ANS: a. Age; b. infection; c. hypoxemia (lung disease); d. intensive care unit (ICU) hospitalization (change in environment, sensory overload); e. preexisting dementia; f. dehydration. Also: hyperthermia and potentially medications to treat chronic obstructive pulmonary disease (COPD) and pneumonia.
21. A 68-year-old man is admitted to the emergency department with multiple blunt trauma following a one-vehicle car accident. He is restless; disoriented to person, place, and time; and agitated. He resists attempts at examination and calls out the name "Janice." Why should the nurse suspect delirium rather than dementia in this patient?
a. The fact that he wouldn't have been allowed to drive if he had dementia
b. His hyperactive behavior, which differentiates his condition from the hypoactive behavior of dementia
c. The report of emergency personnel that he was noncommunicative when they arrived at the accident scene
d. The report of his family that although he has heart disease and is "very hard of hearing," this behavior is unlike him
Delirium is an acute problem that usually has a rapid onset in response to a precipitating event, especially when the patient has underlying health problems, such as heart disease and sensory limitations. In the absence of prior cognitive impairment, a sudden onset of confusion, disorientation, and agitation is usually delirium. Delirium may manifest with both hypoactive and hyperactive symptoms.
22. What should be included in the management of a patient with delirium?
a. The use of restraints to protect the patient from injury
b. The use of short-acting benzodiazepines to sedate the patient
c. Identification and treatment of underlying causes when possible
d. Administration of high doses of an antipsychotic drug such as haloperidol (Haldol)

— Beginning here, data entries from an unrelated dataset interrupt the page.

//! # polyserve
//!
//! **polyserve** is a development server for web components. It serves a
//! component's own files next to its dependency tree under one URL
//! namespace, forwards API traffic to a local backend and can open a browser
//! once it is listening.
//!
//! ## Overview
//!
//! ```text
//! GET /                                -> 301 /components/<package>/
//! GET /components/<package>/<path>     -> <root>/<path>
//! GET /components/<dependency>/<path>  -> <component_dir>/<dependency>/<path>
//! *   <api-looking path>               -> http://localhost:8421<path>
//! ```
//!
//! ## Architecture
//!
//! - **[`package_name`]** - resolves the name the package is served under
//! - **[`app`]** - rewrites request paths to on-disk paths
//! - **[`static_files`]** - reads files and directory indexes
//! - **[`proxy`]** - matches and forwards API requests
//! - **[`port`]** - picks the listening port
//! - **[`server`]** - HTTP server built on `may_minihttp` and the top-level service
//! - **[`start`]** - startup sequence: port, app, bind, browser
//! - **[`cli`]** - the `polyserve` binary's argument parsing
//!
//! ### Request Handling Flow
//!
//! ```mermaid
//! sequenceDiagram
//!     participant Client
//!     participant Service as PolyserveService
//!     participant Proxy as ApiProxy
//!     participant App as ComponentApp
//!     participant Files as StaticFiles
//!
//!     Client->>Service: GET /components/my-pkg/demo/
//!     Service->>Proxy: matches(url)?
//!     alt API request
//!         Proxy->>Proxy: forward to backend
//!         Proxy-->>Client: upstream response
//!     end
//!     Service->>App: resolve("/my-pkg/demo/")
//!     App-->>Service: Serve("<root>/demo/")
//!     Service->>Files: deliver(path)
//!     Files-->>Client: 200 demo/index.html
//! ```
//!
//! ## Quick Start
//!
//! ```no_run
//! use polyserve::{start_server, ServerOptions};
//!
//! let server = start_server(&ServerOptions::default()).expect("server failed to start");
//! println!("serving {}", server.base_url());
//! server.join().ok();
//! ```
//!
//! ## Runtime Considerations
//!
//! polyserve runs on the `may` coroutine runtime. Startup is blocking: the
//! port scan and the bind both complete before [`start_server`] returns, and
//! neither has a timeout. Stack size and worker count are set through
//! [`runtime_config::RuntimeConfig`].

pub mod app;
pub mod browser;
pub mod cli;
pub mod error;
pub mod logging;
pub mod options;
pub mod package_name;
pub mod port;
pub mod proxy;
pub mod runtime_config;
pub mod server;
pub mod start;
pub mod static_files;

pub use app::{make_app, resolve_path, AppOptions, ComponentApp, Resolution};
pub use error::{ProxyError, StartupError};
pub use options::{Page, ServerOptions};
pub use package_name::resolve_name;
pub use port::{negotiate_port, PortScanner, TcpPortScanner};
pub use proxy::{ApiProxy, ProxyTarget};
pub use start::{start_server, start_server_with, RunningServer};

Care of the patient with delirium is focused on identifying and eliminating precipitating factors if possible. Treatment of underlying medical conditions, changing environmental conditions, and discontinuing medications that induce delirium are important. Drug therapy is reserved for those patients with severe agitation because the drugs themselves may worsen delirium
23. When caring for a patient in the severe stage of AD, what diversion or distraction activities would be appropriate?
a. Watching TV
b. Playing games
c. Books to read
d. Mobiles or dangling ribbons
In the severe stage of AD, the patient is at a developmental level of 15 months or less; therefore appropriate distractions would be infant toys. Watching TV and playing games are more appropriate in the mild stage. Books to read would need to be at developmentally appropriate levels to be used as a diversion.